In the data, find the word "output" and copy out every line that has it.

● Data to examine:
++++++++
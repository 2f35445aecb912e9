//! Relay payload encoding
//!
//! The gateway delivers `payload` verbatim to the destination bridge, which
//! executes it as a contract call. It must therefore be the exact Solidity
//! calldata of
//!
//! ```solidity
//! function finalizeInboundTransfer(address recipient, bytes sourceTx, uint256 amount);
//! ```
//!
//! # Byte Layout
//! - Bytes 0-3:     selector, `keccak256(signature)[0..4]`
//! - Bytes 4-35:    recipient (address, left-padded)
//! - Bytes 36-67:   offset of `sourceTx` data, always 0x60
//! - Bytes 68-99:   amount (uint256, big-endian, left-padded)
//! - Bytes 100-131: length of `sourceTx`
//! - Bytes 132-:    `sourceTx` bytes, right-padded to a 32-byte boundary
//!
//! Outbound transfers leave `sourceTx` empty; the destination side fills in
//! its own reference when it later calls back.

use cosmwasm_std::{Binary, StdError, StdResult, Uint128};
use tiny_keccak::{Hasher, Keccak};

use crate::address_codec::EvmAddress;

/// Canonical signature of the destination-side finalize call
pub const FINALIZE_SIGNATURE: &str = "finalizeInboundTransfer(address,bytes,uint256)";

const WORD: usize = 32;

/// Compute keccak256 hash of arbitrary data
pub fn keccak256(data: &[u8]) -> [u8; 32] {
    let mut hasher = Keccak::v256();
    hasher.update(data);
    let mut output = [0u8; 32];
    hasher.finalize(&mut output);
    output
}

/// First four bytes of the keccak256 of a function signature.
pub fn function_selector(signature: &str) -> [u8; 4] {
    let hash = keccak256(signature.as_bytes());
    [hash[0], hash[1], hash[2], hash[3]]
}

/// Encode the finalize call carried by an outbound relay message.
pub fn encode_finalize_payload(recipient: &EvmAddress, source_tx: &[u8], amount: Uint128) -> Binary {
    let padded_len = ((source_tx.len() + WORD - 1) / WORD) * WORD;
    let mut data = Vec::with_capacity(4 + 4 * WORD + padded_len);

    data.extend_from_slice(&function_selector(FINALIZE_SIGNATURE));

    // Head: recipient, offset to bytes, amount
    data.extend_from_slice(&recipient.to_word());
    data.extend_from_slice(&uint_word(3 * WORD as u128));
    data.extend_from_slice(&uint_word(amount.u128()));

    // Tail: bytes length + data
    data.extend_from_slice(&uint_word(source_tx.len() as u128));
    data.extend_from_slice(source_tx);
    data.resize(data.len() + (padded_len - source_tx.len()), 0);

    Binary::from(data)
}

/// uint256 word, big-endian, left-padded
fn uint_word(value: u128) -> [u8; 32] {
    let mut word = [0u8; 32];
    word[16..].copy_from_slice(&value.to_be_bytes());
    word
}

/// Render bytes as `0x`-prefixed lower-case hex (for attributes/logging)
pub fn to_hex(bytes: &[u8]) -> String {
    format!("0x{}", hex::encode(bytes))
}

/// Parse `0x`-prefixed (or bare) hex into bytes
pub fn parse_hex(input: &str) -> StdResult<Vec<u8>> {
    let hex_str = input.strip_prefix("0x").unwrap_or(input);
    hex::decode(hex_str).map_err(|e| StdError::generic_err(format!("Invalid hex: {}", e)))
}

#[cfg(test)]
mod tests {
    use super::*;

    fn holder() -> EvmAddress {
        EvmAddress::parse("0x90F79bf6EB2c4f870365E785982E1f101E93b906").unwrap()
    }

    #[test]
    fn test_keccak256_empty() {
        // keccak256("") is a well-known constant
        assert_eq!(
            to_hex(&keccak256(b"")),
            "0xc5d2460186f7233c927e7db2dcc703c0e500b653ca82273b7bfad8045d85a470"
        );
    }

    #[test]
    fn test_known_selector() {
        // ERC20 transfer(address,uint256)
        assert_eq!(function_selector("transfer(address,uint256)"), [0xa9, 0x05, 0x9c, 0xbb]);
    }

    #[test]
    fn test_payload_with_empty_source_tx() {
        let payload = encode_finalize_payload(&holder(), &[], Uint128::new(100));
        let bytes = payload.as_slice();

        assert_eq!(bytes.len(), 4 + 4 * 32);
        assert_eq!(&bytes[..4], &function_selector(FINALIZE_SIGNATURE));
        assert_eq!(&bytes[4..36], &holder().to_word());
        // offset 0x60
        assert_eq!(bytes[67], 0x60);
        assert_eq!(&bytes[36..67], &[0u8; 31]);
        // amount 100
        assert_eq!(bytes[99], 100);
        assert_eq!(&bytes[68..99], &[0u8; 31]);
        // empty bytes: length word is zero and no data follows
        assert_eq!(&bytes[100..132], &[0u8; 32]);
    }

    #[test]
    fn test_payload_pads_source_tx() {
        let source_tx = parse_hex(
            "0x117ddadadc7b8d342cf48513fef06a2cba15dfb9c488dc51aefc998abcefb52b",
        )
        .unwrap();
        let payload = encode_finalize_payload(&holder(), &source_tx[..5], Uint128::new(7));
        let bytes = payload.as_slice();

        assert_eq!(bytes.len(), 4 + 5 * 32);
        assert_eq!(bytes[131], 5);
        assert_eq!(&bytes[132..137], &source_tx[..5]);
        assert_eq!(&bytes[137..], &[0u8; 27]);
    }

    #[test]
    fn test_hex_helpers() {
        assert_eq!(parse_hex("0xdead").unwrap(), vec![0xde, 0xad]);
        assert_eq!(parse_hex("beef").unwrap(), vec![0xbe, 0xef]);
        assert!(parse_hex("0xzz").is_err());
        assert_eq!(to_hex(&[0x01, 0xab]), "0x01ab");
    }
}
++++++++
● Task result:
    let mut output = [0u8; 32];
    hasher.finalize(&mut output);
    output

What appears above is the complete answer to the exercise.